*What is expected:*
Your answer must be one number: the count of lines below that hold the word "renderer".

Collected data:
------------------------

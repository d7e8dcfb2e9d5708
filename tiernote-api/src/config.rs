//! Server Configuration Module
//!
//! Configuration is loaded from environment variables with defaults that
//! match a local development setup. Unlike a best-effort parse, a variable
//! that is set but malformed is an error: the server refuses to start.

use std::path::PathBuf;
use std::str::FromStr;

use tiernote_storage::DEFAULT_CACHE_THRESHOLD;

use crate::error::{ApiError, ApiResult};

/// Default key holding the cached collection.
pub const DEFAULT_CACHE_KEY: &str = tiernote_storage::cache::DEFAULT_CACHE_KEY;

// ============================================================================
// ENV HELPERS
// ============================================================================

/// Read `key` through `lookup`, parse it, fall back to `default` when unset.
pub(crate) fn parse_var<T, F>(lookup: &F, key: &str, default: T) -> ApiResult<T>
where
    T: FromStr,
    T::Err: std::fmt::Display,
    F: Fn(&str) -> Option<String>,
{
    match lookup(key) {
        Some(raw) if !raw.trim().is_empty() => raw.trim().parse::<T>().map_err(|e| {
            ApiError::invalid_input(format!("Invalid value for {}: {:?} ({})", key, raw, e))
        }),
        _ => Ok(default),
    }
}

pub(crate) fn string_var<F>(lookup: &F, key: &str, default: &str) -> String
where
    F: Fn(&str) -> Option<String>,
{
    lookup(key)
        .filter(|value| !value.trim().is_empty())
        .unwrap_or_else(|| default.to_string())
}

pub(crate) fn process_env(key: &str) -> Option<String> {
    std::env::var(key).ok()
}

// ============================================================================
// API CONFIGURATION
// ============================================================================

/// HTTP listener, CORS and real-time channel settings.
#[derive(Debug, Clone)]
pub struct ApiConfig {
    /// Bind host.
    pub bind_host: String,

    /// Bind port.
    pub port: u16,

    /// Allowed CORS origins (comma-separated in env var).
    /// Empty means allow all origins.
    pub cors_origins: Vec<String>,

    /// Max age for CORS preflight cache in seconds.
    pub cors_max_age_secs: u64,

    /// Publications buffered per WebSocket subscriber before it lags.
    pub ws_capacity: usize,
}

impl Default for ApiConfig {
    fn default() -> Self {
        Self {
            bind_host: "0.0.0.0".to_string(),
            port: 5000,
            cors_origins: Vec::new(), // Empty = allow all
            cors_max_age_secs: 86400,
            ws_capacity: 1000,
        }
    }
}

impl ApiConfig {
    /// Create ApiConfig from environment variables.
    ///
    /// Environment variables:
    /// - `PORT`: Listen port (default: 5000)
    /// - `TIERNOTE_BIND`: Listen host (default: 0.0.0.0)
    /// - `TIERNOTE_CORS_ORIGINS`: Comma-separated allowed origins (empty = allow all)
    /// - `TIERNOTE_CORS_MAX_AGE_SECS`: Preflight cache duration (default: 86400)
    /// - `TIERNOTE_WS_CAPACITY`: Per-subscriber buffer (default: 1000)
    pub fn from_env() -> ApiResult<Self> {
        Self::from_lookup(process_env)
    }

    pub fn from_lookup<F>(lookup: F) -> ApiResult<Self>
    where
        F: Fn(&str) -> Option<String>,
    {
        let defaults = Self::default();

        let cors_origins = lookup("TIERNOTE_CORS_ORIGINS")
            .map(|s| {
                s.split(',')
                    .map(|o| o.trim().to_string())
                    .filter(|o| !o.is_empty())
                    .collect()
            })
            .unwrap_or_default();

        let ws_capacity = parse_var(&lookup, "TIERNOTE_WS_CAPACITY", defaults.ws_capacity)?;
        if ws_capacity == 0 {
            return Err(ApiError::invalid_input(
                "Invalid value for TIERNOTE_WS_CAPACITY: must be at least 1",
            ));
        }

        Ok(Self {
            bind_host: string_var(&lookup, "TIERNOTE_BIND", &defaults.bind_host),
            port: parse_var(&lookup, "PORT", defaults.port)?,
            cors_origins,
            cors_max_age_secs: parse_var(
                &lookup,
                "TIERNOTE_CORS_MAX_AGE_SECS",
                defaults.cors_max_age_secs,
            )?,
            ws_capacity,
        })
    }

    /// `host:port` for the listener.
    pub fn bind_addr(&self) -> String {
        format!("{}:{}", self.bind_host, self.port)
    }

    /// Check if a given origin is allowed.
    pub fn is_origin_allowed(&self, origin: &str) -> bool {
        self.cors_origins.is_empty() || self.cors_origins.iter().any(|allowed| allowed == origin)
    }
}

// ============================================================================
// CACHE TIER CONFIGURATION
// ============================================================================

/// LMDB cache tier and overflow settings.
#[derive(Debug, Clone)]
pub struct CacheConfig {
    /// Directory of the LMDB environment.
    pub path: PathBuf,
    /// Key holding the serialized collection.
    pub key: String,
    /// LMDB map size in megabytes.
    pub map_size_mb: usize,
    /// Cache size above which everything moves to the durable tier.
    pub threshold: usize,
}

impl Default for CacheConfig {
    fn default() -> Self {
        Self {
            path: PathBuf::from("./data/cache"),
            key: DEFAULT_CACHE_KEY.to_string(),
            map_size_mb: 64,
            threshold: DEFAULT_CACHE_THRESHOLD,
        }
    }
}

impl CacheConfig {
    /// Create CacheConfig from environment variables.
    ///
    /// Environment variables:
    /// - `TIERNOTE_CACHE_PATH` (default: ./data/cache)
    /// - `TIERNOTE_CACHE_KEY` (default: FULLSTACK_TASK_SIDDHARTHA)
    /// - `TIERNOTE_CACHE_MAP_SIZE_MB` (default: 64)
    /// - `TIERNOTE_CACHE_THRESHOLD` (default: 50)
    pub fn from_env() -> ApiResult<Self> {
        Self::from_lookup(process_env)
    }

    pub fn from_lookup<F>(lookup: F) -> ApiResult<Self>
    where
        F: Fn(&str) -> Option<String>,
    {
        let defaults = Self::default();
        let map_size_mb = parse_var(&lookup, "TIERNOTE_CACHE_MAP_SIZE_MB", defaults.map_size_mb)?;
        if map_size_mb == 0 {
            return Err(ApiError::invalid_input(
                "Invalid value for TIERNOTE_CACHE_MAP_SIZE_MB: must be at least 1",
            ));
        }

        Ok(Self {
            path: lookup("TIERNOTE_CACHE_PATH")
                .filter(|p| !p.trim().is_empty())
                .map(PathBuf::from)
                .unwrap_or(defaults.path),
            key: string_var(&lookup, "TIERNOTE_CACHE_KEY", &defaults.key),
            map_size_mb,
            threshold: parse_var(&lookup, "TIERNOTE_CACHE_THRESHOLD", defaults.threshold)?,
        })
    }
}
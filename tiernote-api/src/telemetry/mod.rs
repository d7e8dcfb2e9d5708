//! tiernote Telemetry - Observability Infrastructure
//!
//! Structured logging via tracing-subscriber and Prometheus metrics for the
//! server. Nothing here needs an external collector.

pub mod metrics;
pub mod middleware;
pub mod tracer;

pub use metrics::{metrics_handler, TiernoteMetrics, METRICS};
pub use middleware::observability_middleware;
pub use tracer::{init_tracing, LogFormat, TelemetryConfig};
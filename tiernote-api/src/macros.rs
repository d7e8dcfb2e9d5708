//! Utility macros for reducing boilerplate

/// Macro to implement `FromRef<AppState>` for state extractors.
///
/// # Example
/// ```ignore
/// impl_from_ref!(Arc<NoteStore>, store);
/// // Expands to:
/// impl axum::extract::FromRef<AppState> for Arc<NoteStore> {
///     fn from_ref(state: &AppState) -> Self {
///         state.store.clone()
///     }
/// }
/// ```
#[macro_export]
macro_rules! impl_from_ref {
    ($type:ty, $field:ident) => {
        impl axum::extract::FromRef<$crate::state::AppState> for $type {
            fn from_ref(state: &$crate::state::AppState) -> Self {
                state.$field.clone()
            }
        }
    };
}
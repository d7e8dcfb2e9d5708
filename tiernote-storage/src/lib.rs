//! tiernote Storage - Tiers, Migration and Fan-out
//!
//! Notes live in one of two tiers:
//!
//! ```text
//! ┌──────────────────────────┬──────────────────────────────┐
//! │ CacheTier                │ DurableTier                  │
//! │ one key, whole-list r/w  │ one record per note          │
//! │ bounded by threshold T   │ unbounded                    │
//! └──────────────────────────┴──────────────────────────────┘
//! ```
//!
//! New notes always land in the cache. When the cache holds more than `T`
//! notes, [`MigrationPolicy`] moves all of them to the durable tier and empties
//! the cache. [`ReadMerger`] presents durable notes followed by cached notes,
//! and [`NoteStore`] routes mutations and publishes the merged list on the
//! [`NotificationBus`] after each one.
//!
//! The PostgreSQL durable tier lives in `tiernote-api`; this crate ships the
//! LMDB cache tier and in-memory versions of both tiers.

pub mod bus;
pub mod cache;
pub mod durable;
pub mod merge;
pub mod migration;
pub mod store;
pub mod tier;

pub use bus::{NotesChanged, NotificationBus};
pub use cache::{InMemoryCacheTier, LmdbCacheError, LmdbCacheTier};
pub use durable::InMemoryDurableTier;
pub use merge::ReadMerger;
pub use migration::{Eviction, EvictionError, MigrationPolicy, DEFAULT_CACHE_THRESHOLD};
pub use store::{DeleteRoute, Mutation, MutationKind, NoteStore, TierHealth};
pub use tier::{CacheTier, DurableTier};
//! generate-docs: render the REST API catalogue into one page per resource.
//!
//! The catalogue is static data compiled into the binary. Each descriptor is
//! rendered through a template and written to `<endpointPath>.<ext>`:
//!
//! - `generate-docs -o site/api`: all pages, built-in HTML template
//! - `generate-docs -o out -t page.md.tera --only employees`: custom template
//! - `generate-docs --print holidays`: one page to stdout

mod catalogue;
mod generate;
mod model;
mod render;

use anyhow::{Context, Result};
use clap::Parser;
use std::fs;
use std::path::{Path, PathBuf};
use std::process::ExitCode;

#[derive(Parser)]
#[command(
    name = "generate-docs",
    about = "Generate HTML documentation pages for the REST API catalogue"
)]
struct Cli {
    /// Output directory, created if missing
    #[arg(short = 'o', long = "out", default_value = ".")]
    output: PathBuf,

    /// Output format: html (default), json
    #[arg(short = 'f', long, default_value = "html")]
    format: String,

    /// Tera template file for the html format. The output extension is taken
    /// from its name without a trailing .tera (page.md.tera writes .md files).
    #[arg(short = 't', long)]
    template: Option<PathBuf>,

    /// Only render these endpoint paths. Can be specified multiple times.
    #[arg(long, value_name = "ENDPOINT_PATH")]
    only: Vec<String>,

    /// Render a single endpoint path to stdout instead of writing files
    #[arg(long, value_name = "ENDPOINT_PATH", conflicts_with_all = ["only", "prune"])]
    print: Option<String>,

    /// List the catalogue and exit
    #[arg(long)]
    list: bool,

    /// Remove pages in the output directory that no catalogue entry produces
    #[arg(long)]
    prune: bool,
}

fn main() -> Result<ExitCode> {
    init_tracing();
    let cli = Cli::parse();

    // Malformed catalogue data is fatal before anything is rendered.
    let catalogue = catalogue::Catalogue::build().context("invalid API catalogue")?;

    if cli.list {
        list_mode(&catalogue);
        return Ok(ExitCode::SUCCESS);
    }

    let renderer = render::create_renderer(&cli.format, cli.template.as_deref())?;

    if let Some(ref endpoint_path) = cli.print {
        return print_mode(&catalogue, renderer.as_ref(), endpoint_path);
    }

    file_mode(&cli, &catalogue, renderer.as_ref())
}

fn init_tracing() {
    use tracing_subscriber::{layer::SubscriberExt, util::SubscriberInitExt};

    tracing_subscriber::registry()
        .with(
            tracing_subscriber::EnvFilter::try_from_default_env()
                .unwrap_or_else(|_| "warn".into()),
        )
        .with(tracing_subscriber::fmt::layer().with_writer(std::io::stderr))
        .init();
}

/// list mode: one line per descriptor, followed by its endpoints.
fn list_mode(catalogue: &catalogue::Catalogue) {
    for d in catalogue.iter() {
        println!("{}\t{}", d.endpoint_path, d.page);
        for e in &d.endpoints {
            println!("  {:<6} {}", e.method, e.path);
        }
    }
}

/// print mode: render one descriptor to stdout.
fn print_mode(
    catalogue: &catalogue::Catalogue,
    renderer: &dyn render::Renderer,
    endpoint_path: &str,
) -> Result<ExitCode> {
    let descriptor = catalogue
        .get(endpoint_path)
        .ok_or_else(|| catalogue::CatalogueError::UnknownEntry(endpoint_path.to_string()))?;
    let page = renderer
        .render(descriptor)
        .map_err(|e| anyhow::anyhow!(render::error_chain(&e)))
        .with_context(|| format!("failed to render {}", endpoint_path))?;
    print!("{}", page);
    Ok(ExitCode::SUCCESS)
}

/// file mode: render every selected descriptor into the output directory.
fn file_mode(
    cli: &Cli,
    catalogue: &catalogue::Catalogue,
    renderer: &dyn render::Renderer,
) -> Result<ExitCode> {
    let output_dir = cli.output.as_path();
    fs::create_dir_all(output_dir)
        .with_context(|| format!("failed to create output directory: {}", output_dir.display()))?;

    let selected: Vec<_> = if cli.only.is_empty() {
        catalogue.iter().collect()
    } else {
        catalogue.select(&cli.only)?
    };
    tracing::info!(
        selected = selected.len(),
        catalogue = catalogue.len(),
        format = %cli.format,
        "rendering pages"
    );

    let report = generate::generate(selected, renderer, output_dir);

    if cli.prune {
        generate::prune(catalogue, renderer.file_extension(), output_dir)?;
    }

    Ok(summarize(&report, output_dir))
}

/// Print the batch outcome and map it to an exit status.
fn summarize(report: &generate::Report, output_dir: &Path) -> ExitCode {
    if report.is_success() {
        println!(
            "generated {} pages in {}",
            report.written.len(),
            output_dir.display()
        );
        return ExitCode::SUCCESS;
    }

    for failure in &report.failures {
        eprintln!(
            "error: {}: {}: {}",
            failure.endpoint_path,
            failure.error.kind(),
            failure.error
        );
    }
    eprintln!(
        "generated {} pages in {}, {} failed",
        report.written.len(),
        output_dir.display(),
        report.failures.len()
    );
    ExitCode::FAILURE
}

------------------------

*Exercise solution:*
8